** Opening SUPPLIED MATERIAL block **

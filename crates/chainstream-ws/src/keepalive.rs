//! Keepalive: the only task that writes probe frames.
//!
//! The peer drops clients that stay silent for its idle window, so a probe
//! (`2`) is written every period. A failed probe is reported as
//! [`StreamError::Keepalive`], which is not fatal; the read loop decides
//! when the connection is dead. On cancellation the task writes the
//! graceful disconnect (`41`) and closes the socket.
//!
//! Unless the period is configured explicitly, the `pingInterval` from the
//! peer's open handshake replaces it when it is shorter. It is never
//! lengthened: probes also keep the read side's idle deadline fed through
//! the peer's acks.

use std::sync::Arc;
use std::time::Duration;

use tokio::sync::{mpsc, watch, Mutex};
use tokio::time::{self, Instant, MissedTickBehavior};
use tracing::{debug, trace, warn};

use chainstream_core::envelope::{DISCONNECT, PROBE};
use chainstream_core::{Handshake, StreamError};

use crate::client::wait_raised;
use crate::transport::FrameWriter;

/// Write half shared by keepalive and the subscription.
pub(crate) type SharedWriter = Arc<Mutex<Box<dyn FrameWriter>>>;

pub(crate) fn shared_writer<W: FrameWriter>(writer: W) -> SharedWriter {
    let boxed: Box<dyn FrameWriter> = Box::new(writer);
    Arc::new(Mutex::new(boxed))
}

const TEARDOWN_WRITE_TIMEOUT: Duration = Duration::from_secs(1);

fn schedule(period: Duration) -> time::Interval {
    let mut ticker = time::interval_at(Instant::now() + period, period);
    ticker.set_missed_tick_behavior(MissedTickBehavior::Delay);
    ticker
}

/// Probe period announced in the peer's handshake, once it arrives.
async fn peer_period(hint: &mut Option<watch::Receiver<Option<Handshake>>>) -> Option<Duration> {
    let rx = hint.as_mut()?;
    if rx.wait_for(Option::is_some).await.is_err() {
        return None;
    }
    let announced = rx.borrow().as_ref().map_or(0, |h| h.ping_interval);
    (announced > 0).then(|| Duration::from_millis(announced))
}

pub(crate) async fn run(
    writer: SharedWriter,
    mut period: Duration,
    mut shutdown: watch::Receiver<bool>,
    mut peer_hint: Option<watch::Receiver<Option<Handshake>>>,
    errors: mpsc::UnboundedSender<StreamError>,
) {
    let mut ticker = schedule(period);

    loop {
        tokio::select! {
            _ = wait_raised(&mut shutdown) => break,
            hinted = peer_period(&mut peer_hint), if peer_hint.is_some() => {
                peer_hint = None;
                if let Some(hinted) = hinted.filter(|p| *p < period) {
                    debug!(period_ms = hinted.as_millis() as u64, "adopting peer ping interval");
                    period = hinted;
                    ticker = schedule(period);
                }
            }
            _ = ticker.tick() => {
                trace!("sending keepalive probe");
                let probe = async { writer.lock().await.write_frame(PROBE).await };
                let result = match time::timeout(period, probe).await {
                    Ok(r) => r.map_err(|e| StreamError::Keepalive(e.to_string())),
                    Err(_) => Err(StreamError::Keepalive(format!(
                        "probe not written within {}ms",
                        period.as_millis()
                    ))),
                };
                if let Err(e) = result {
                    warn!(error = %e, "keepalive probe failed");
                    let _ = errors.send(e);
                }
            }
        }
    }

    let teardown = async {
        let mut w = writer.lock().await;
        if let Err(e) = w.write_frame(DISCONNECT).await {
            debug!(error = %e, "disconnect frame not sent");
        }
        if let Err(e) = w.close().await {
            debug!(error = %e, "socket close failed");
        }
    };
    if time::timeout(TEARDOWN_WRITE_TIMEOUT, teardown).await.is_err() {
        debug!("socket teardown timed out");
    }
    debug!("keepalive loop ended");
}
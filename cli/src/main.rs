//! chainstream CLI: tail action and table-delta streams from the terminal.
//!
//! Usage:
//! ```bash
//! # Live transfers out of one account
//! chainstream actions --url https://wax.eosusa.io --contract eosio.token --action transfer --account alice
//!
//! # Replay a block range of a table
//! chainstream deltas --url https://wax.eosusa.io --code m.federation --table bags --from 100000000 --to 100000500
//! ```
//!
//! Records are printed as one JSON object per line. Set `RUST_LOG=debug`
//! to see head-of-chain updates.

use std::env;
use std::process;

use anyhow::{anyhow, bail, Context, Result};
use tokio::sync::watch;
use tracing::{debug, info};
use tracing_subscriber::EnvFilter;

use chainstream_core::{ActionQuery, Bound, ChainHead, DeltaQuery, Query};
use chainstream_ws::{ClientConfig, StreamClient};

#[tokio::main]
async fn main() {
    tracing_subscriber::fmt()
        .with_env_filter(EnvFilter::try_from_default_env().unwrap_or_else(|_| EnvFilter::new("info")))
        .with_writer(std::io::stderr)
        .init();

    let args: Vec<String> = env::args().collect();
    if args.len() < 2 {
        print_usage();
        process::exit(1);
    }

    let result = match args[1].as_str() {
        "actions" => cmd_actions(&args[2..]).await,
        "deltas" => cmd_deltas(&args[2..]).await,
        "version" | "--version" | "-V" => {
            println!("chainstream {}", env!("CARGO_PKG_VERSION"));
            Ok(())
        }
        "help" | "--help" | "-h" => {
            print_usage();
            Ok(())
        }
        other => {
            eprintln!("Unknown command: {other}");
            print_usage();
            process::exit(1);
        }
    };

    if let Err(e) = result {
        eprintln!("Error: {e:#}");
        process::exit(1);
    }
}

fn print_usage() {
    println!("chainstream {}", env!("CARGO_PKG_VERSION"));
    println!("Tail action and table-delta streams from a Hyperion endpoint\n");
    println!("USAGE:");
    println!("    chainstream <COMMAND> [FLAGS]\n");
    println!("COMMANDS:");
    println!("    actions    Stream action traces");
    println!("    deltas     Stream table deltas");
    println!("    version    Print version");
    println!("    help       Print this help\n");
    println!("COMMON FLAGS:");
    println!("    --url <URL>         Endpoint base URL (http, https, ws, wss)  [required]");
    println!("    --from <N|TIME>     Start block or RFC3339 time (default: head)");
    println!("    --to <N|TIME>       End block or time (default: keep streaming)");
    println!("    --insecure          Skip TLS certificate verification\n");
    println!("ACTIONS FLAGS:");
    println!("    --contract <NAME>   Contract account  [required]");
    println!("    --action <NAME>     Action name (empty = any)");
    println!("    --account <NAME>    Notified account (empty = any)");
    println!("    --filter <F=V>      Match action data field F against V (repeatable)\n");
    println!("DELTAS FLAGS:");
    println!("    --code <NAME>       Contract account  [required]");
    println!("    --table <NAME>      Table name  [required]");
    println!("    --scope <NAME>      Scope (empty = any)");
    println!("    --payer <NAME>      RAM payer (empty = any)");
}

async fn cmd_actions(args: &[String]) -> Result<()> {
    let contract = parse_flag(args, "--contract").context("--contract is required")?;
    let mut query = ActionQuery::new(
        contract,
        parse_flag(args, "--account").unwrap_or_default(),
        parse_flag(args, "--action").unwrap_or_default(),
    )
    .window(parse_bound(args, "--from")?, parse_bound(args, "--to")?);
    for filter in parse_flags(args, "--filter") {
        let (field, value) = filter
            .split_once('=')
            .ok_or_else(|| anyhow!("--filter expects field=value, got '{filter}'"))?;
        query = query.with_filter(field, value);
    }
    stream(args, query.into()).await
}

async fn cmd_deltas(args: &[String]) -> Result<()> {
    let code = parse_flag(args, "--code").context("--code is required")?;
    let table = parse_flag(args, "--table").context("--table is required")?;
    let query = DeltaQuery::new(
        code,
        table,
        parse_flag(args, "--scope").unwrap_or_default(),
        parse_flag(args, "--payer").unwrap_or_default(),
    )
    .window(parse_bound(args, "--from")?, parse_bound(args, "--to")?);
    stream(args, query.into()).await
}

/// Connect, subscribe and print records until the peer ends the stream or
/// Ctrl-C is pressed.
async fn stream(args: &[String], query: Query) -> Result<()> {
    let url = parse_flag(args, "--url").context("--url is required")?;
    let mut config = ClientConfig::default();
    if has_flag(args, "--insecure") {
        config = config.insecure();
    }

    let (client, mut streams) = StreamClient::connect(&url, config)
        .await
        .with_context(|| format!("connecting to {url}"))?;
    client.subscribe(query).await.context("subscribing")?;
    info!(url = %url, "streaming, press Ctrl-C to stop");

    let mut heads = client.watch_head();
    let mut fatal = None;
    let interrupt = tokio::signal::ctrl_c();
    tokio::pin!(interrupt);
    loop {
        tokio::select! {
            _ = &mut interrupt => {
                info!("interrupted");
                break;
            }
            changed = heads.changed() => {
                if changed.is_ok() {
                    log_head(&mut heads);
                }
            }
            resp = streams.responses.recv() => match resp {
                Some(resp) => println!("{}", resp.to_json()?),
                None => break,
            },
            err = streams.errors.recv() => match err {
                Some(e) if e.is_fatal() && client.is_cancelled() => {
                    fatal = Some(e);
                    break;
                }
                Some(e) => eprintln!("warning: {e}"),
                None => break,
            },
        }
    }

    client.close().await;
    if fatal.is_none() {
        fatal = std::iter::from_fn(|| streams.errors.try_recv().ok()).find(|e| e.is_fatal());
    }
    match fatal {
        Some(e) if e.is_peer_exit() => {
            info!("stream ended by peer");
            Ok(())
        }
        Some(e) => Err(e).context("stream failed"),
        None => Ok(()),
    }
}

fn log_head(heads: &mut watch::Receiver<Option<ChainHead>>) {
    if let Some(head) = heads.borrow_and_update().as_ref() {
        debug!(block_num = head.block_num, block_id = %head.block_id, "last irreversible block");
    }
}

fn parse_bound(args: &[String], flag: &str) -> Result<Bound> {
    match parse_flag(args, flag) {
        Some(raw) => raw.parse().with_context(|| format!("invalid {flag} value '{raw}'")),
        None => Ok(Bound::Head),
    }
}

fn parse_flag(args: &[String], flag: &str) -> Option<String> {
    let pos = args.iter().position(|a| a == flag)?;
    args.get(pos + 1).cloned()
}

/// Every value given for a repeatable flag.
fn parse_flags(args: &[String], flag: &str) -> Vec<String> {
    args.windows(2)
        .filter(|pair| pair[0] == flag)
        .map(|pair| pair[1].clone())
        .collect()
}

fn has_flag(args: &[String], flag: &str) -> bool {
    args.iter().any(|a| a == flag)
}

** Closing SUPPLIED MATERIAL block **

### WORK TO COMPLETE:
Reproduce every line in the records above that contains the word "failed".

### REPLY TO THE TASK:
//! (`2`) is written every period. A failed probe is reported as
                    warn!(error = %e, "keepalive probe failed");
            debug!(error = %e, "socket close failed");
        Some(e) => Err(e).context("stream failed"),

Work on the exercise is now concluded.